…from the Pastor’s Desk:
This Sunday the readings invite us to consider marriage and the relationship between a man and a woman in marriage. Just a few years back that would not be even considered remotely controversial. Today, such a topic has so many challenges because; let’s face it, modern culture has changed the perception of marriage, the perception of commitment, the perception of chastity and the perception of love.
For most of the centuries after Christ, the teaching of all who followed Him was the same: One woman and one man enter into a commitment with each other, to love one another, to honor one another and to live chastely with one another. Over time there have always been attempts to change this but the Scriptures have always been clear in this teaching.
Today, again, there is an enormous movement to understand the teachings of our Lord Jesus on many things – in new ways. Some who follow Christ accept such changes but, let us not kid ourselves – some such changes are based not on Sacred Scripture but on human teachings and the influence of the age.
In our day many say to accept every person just as that person is rather than challenging all of us to conversion (no matter how good we are – there is always room for improvement!). And, we are not talking about rejecting the person – but we don’t always have to accept their behavior. Remember – it works both ways – no one can tell you how to think or what to feel.
Some of us need to be challenged and some of us need conversion of spirit and heart. Today’s readings are a challenge to those who chose to enter into a Sacramental Union. Always in the Christian tradition there has been and understanding that sometimes marriages do not work but the ideal has remained in place. And, when over half of the marriages that are celebrated end in divorce, there is something radically wrong within the culture. Why is that not questioned more? I don’t know. Today’s readings invite us to question ourselves and our society and to look for ways to strengthen marriage once again and to strengthen the family.
I have never been married–and it looks like I won’t ever be. However, I’ve been around enough to know the ideal is not often the real and some best made plans often do not come to fruition. But we have to have hope. And hope is what helps us set goals.
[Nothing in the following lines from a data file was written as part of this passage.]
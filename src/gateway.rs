//! Payment gateway capability. The engine only needs an intent reference up
//! front and a success/failure answer later; everything else is the gateway's.

use async_trait::async_trait;
use dashmap::DashMap;
use ulid::Ulid;

use crate::model::{Cents, PaymentOutcome};

#[derive(Debug, Clone, PartialEq, Eq)]
pub struct PaymentIntent {
    pub reference: String,
    pub amount: Cents,
}

#[derive(Debug, Clone, PartialEq, Eq)]
pub enum GatewayError {
    /// The gateway has no record of the reference.
    UnknownReference(String),
    /// The payment has not settled yet.
    Pending(String),
    Unavailable(String),
}

impl std::fmt::Display for GatewayError {
    fn fmt(&self, f: &mut std::fmt::Formatter<'_>) -> std::fmt::Result {
        match self {
            GatewayError::UnknownReference(r) => write!(f, "unknown payment reference: {r}"),
            GatewayError::Pending(r) => write!(f, "payment {r} has not settled"),
            GatewayError::Unavailable(e) => write!(f, "gateway unavailable: {e}"),
        }
    }
}

impl std::error::Error for GatewayError {}

#[async_trait]
pub trait PaymentGateway: Send + Sync {
    async fn create_intent(&self, booking_id: Ulid, amount: Cents) -> Result<PaymentIntent, GatewayError>;

    async fn confirm_outcome(&self, reference: &str) -> Result<PaymentOutcome, GatewayError>;
}

/// In-process gateway: intents settle only when told to. Used when no external
/// gateway is wired in, and by tests.
#[derive(Default)]
pub struct SandboxGateway {
    intents: DashMap<String, (Cents, Option<PaymentOutcome>)>,
}

impl SandboxGateway {
    pub fn new() -> Self {
        Self::default()
    }

    /// Settle an intent as the gateway's back office would.
    pub fn settle(&self, reference: &str, outcome: PaymentOutcome) -> Result<(), GatewayError> {
        let mut entry = self
            .intents
            .get_mut(reference)
            .ok_or_else(|| GatewayError::UnknownReference(reference.to_string()))?;
        entry.1 = Some(outcome);
        Ok(())
    }
}

#[async_trait]
impl PaymentGateway for SandboxGateway {
    async fn create_intent(&self, _booking_id: Ulid, amount: Cents) -> Result<PaymentIntent, GatewayError> {
        let reference = format!("pi_{}", Ulid::new().to_string().to_lowercase());
        self.intents.insert(reference.clone(), (amount, None));
        Ok(PaymentIntent { reference, amount })
    }

    async fn confirm_outcome(&self, reference: &str) -> Result<PaymentOutcome, GatewayError> {
        let entry = self
            .intents
            .get(reference)
            .ok_or_else(|| GatewayError::UnknownReference(reference.to_string()))?;
        entry.1.ok_or_else(|| GatewayError::Pending(reference.to_string()))
    }
}
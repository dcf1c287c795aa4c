pub mod auth;
pub mod compactor;
pub mod config;
pub mod engine;
pub mod gateway;
pub mod limits;
pub mod model;
pub mod notify;
pub mod observability;
pub mod sql;
pub mod tls;
pub mod wal;
pub mod wire;
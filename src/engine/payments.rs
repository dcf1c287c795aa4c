//! Payment/booking reconciliation. Payment state is informational: nothing in
//! here moves a booking through its lifecycle.

use std::future::Future;

use tracing::{debug, warn};
use ulid::Ulid;

use crate::gateway::{GatewayError, PaymentIntent};
use crate::limits::*;
use crate::model::*;
use crate::observability;

use super::conflict::now_ms;
use super::lifecycle::Actor;
use super::{Engine, EngineError};

/// What a reported outcome did to the booking.
#[derive(Debug, Clone, Copy, PartialEq, Eq)]
pub enum Reconciliation {
    /// Payment status changed.
    Applied,
    /// Same outcome already recorded for this reference; nothing changed.
    Replayed,
    /// A late failure for a booking that is already paid or refunded. Logged
    /// on the transaction only.
    Superseded,
}

impl Reconciliation {
    pub fn as_str(&self) -> &'static str {
        match self {
            Reconciliation::Applied => "applied",
            Reconciliation::Replayed => "replayed",
            Reconciliation::Superseded => "superseded",
        }
    }
}

/// Manual payment-status edges.
fn manual_edge_allowed(from: PaymentStatus, to: PaymentStatus) -> bool {
    use PaymentStatus::*;
    matches!(
        (from, to),
        (Pending, Paid) | (Pending, Failed) | (Failed, Paid) | (Failed, Pending) | (Paid, Refunded)
    )
}

fn validate_reference(reference: &str) -> Result<(), EngineError> {
    if reference.is_empty() {
        return Err(EngineError::Validation("payment reference is empty"));
    }
    if reference.len() > MAX_REFERENCE_LEN {
        return Err(EngineError::LimitExceeded("payment reference too long"));
    }
    Ok(())
}

/// Latest payment transaction for `reference` on the booking.
fn payment_tx<'a>(ss: &'a SpotState, booking_id: Ulid, reference: &str) -> Option<&'a Transaction> {
    ss.transactions.iter().rev().find(|t| {
        t.kind == TransactionKind::Payment
            && t.booking_id == Some(booking_id)
            && t.reference.as_deref() == Some(reference)
    })
}

impl Engine {
    async fn call_gateway<T>(
        &self,
        call: impl Future<Output = Result<T, GatewayError>>,
    ) -> Result<T, EngineError> {
        match tokio::time::timeout(self.gateway_timeout, call).await {
            Ok(Ok(value)) => Ok(value),
            Ok(Err(GatewayError::UnknownReference(_))) => {
                Err(EngineError::Validation("unknown payment reference"))
            }
            Ok(Err(GatewayError::Pending(_))) => {
                Err(EngineError::InvalidState("payment has not settled yet"))
            }
            Ok(Err(e)) => {
                warn!("payment gateway error: {e}");
                Err(EngineError::Gateway(e.to_string()))
            }
            Err(_) => {
                warn!("payment gateway timed out after {:?}", self.gateway_timeout);
                Err(EngineError::Gateway("timed out".into()))
            }
        }
    }

    /// The booking, checked to be payable by `caller`: its driver or an admin.
    async fn payable_booking(&self, caller: &User, booking_id: Ulid) -> Result<Booking, EngineError> {
        let spot_id = self
            .store
            .spot_for_entity(&booking_id)
            .ok_or(EngineError::NotFound(booking_id))?;
        let shard = self.spot_shard(&spot_id)?;
        let guard = shard.read().await;
        let booking = guard
            .booking(booking_id)
            .ok_or(EngineError::NotFound(booking_id))?;
        if let Actor::Homeowner(_) = Actor::for_booking(caller, booking)? {
            return Err(EngineError::Forbidden("only the driver pays for a booking"));
        }
        Ok(booking.clone())
    }

    /// Open a payment intent with the gateway and log a pending transaction
    /// for it. The gateway round trip happens outside the spot lock.
    pub async fn initiate_payment(
        &self,
        caller_id: Ulid,
        booking_id: Ulid,
    ) -> Result<PaymentIntent, EngineError> {
        let caller = self.caller(&caller_id)?;
        let booking = self.payable_booking(&caller, booking_id).await?;
        if booking.status.releases_slot() {
            return Err(EngineError::InvalidState("booking was cancelled or rejected"));
        }
        if !matches!(booking.payment_status, PaymentStatus::Pending | PaymentStatus::Failed) {
            return Err(EngineError::InvalidState("booking is already paid"));
        }

        let intent = self
            .call_gateway(self.gateway.create_intent(booking_id, booking.total_price))
            .await?;
        validate_reference(&intent.reference)?;

        let mut guard = self.resolve_entity_write(&booking_id).await?;
        let tx = Transaction {
            id: Ulid::new(),
            booking_id: Some(booking_id),
            kind: TransactionKind::Payment,
            amount: intent.amount,
            status: TransactionStatus::Pending,
            reference: Some(intent.reference.clone()),
            created_at: now_ms(),
        };
        let spot_id = guard.id();
        self.persist_and_apply(&mut guard, &Event::TransactionRecorded { spot_id, tx })
            .await?;
        debug!("payment intent {} for booking {booking_id}", intent.reference);
        Ok(intent)
    }

    /// Gateway webhook path. Admin only.
    pub async fn record_payment_outcome(
        &self,
        caller_id: Ulid,
        booking_id: Ulid,
        reference: &str,
        outcome: PaymentOutcome,
    ) -> Result<Reconciliation, EngineError> {
        let caller = self.caller(&caller_id)?;
        if caller.role != Role::Admin {
            return Err(EngineError::Forbidden("only an admin reports gateway outcomes"));
        }
        self.reconcile(booking_id, reference, outcome).await
    }

    /// Client callback path: ask the gateway how the payment went, then
    /// reconcile exactly as the webhook would.
    pub async fn confirm_payment(
        &self,
        caller_id: Ulid,
        booking_id: Ulid,
        reference: &str,
    ) -> Result<Reconciliation, EngineError> {
        let caller = self.caller(&caller_id)?;
        validate_reference(reference)?;
        self.payable_booking(&caller, booking_id).await?;
        let outcome = self
            .call_gateway(self.gateway.confirm_outcome(reference))
            .await?;
        self.reconcile(booking_id, reference, outcome).await
    }

    /// Idempotent on `(booking, reference, outcome)`: a repeat changes nothing
    /// and notifies nobody.
    pub(super) async fn reconcile(
        &self,
        booking_id: Ulid,
        reference: &str,
        outcome: PaymentOutcome,
    ) -> Result<Reconciliation, EngineError> {
        validate_reference(reference)?;
        let mut guard = self.resolve_entity_write(&booking_id).await?;
        let booking = guard
            .booking(booking_id)
            .cloned()
            .ok_or(EngineError::NotFound(booking_id))?;
        let spot_id = guard.id();
        let existing = payment_tx(&guard, booking_id, reference).cloned();
        let settled_status = match outcome {
            PaymentOutcome::Succeeded => TransactionStatus::Completed,
            PaymentOutcome::Failed => TransactionStatus::Failed,
        };
        let already_paid_here = booking.gateway_reference.as_deref() == Some(reference);

        let verdict = match (outcome, booking.payment_status) {
            (PaymentOutcome::Succeeded, PaymentStatus::Paid | PaymentStatus::Refunded)
                if already_paid_here =>
            {
                Reconciliation::Replayed
            }
            (PaymentOutcome::Succeeded, PaymentStatus::Paid) => {
                return Err(EngineError::InvalidState("booking already paid under another reference"));
            }
            (PaymentOutcome::Succeeded, PaymentStatus::Refunded) => {
                return Err(EngineError::InvalidState("booking payment was refunded"));
            }
            (PaymentOutcome::Failed, PaymentStatus::Paid | PaymentStatus::Refunded) => {
                Reconciliation::Superseded
            }
            _ if existing.as_ref().is_some_and(|t| t.status == settled_status) => {
                Reconciliation::Replayed
            }
            _ => Reconciliation::Applied,
        };

        let now = now_ms();
        if verdict == Reconciliation::Applied {
            let status = match outcome {
                PaymentOutcome::Succeeded => PaymentStatus::Paid,
                PaymentOutcome::Failed => PaymentStatus::Failed,
            };
            let reference = (outcome == PaymentOutcome::Succeeded).then(|| reference.to_string());
            let event = Event::PaymentStatusChanged { booking_id, spot_id, status, reference, at: now };
            self.persist_and_apply(&mut guard, &event).await?;
        }

        // Bring the transaction in line, including after a crash between the
        // two appends. A settled attempt is never rewritten: a retry under the
        // same reference that lands differently gets its own record.
        let recorded = || Event::TransactionRecorded {
            spot_id,
            tx: Transaction {
                id: Ulid::new(),
                booking_id: Some(booking_id),
                kind: TransactionKind::Payment,
                amount: booking.total_price,
                status: settled_status,
                reference: Some(reference.to_string()),
                created_at: now,
            },
        };
        let tx_event = match &existing {
            Some(tx) if tx.status == settled_status => None,
            Some(tx) if tx.status == TransactionStatus::Pending => Some(Event::TransactionSettled {
                id: tx.id,
                spot_id,
                status: settled_status,
            }),
            Some(_) if verdict == Reconciliation::Superseded => None,
            Some(_) | None => Some(recorded()),
        };
        if let Some(event) = tx_event {
            self.persist_and_apply(&mut guard, &event).await?;
        }
        drop(guard);

        metrics::counter!(observability::PAYMENT_OUTCOMES_TOTAL, "result" => verdict.as_str())
            .increment(1);
        debug!("payment {reference} for booking {booking_id}: {}", verdict.as_str());
        if verdict == Reconciliation::Applied {
            let message = match outcome {
                PaymentOutcome::Succeeded => "payment received",
                PaymentOutcome::Failed => "payment failed",
            };
            self.notify_user(booking.driver_id, EntityKind::Payment, booking_id, message.into());
            self.notify_user(booking.homeowner_id, EntityKind::Payment, booking_id, message.into());
        }
        Ok(verdict)
    }

    /// Manual payment status change by the booking's homeowner or an admin.
    /// A refund settles the completed payment as refunded and logs a refund.
    pub async fn set_payment_status(
        &self,
        caller_id: Ulid,
        booking_id: Ulid,
        to: PaymentStatus,
    ) -> Result<Booking, EngineError> {
        let caller = self.caller(&caller_id)?;
        let mut guard = self.resolve_entity_write(&booking_id).await?;
        let booking = guard
            .booking(booking_id)
            .cloned()
            .ok_or(EngineError::NotFound(booking_id))?;
        if let Actor::Driver(_) = Actor::for_booking(&caller, &booking)? {
            return Err(EngineError::Forbidden("only the homeowner or an admin sets payment status"));
        }
        if !manual_edge_allowed(booking.payment_status, to) {
            return Err(EngineError::InvalidState("payment status change not allowed"));
        }

        let spot_id = guard.id();
        let now = now_ms();
        let event = Event::PaymentStatusChanged { booking_id, spot_id, status: to, reference: None, at: now };
        self.persist_and_apply(&mut guard, &event).await?;

        match to {
            PaymentStatus::Paid => {
                let tx = Transaction {
                    id: Ulid::new(),
                    booking_id: Some(booking_id),
                    kind: TransactionKind::Payment,
                    amount: booking.total_price,
                    status: TransactionStatus::Completed,
                    reference: None,
                    created_at: now,
                };
                self.persist_and_apply(&mut guard, &Event::TransactionRecorded { spot_id, tx })
                    .await?;
            }
            PaymentStatus::Refunded => {
                let paid = guard
                    .transactions
                    .iter()
                    .find(|t| {
                        t.booking_id == Some(booking_id)
                            && t.kind == TransactionKind::Payment
                            && t.status == TransactionStatus::Completed
                    })
                    .map(|t| t.id);
                if let Some(id) = paid {
                    let event = Event::TransactionSettled { id, spot_id, status: TransactionStatus::Refunded };
                    self.persist_and_apply(&mut guard, &event).await?;
                }
                let refund = Transaction {
                    id: Ulid::new(),
                    booking_id: Some(booking_id),
                    kind: TransactionKind::Refund,
                    amount: booking.total_price,
                    status: TransactionStatus::Completed,
                    reference: booking.gateway_reference.clone(),
                    created_at: now,
                };
                self.persist_and_apply(&mut guard, &Event::TransactionRecorded { spot_id, tx: refund })
                    .await?;
            }
            PaymentStatus::Pending | PaymentStatus::Failed => {}
        }

        let updated = guard
            .booking(booking_id)
            .cloned()
            .ok_or(EngineError::NotFound(booking_id))?;
        drop(guard);
        self.notify_user(
            updated.driver_id,
            EntityKind::Payment,
            booking_id,
            format!("payment is now {}", to.as_str()),
        );
        Ok(updated)
    }
}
Regarding Catholic Marriage Specifically: The goal is a functioning, Sacramental marriage in which both wife and husband seek God through their relationship with one another and so bless any children born of their union because they are truly born into a relationship that is centered in God while at the same time rejoicing in the sexuality and love and goodness of our humanity. Does this always happen? No, as we said – the ideal is often not the real.
-But it doesn’t mean we shouldn’t try!
-It doesn’t mean those who are having difficulties in their marriages should just give up.
-It doesn’t mean that those contemplating marriage should be discouraged.
-And, it doesn’t mean it can’t work – even for those for whom it has not.
Let us pray today for those who are married, and those contemplating marriage, that they may grow in this awareness of the Sacramentality of marriage and its capacity to reflect the love of God into our world in such special ways.
This is our hope. May the way we show our love to others, especially in our intimate relationships always reflect our Love for God.
God bless you and the one you love most – no matter who, how or why.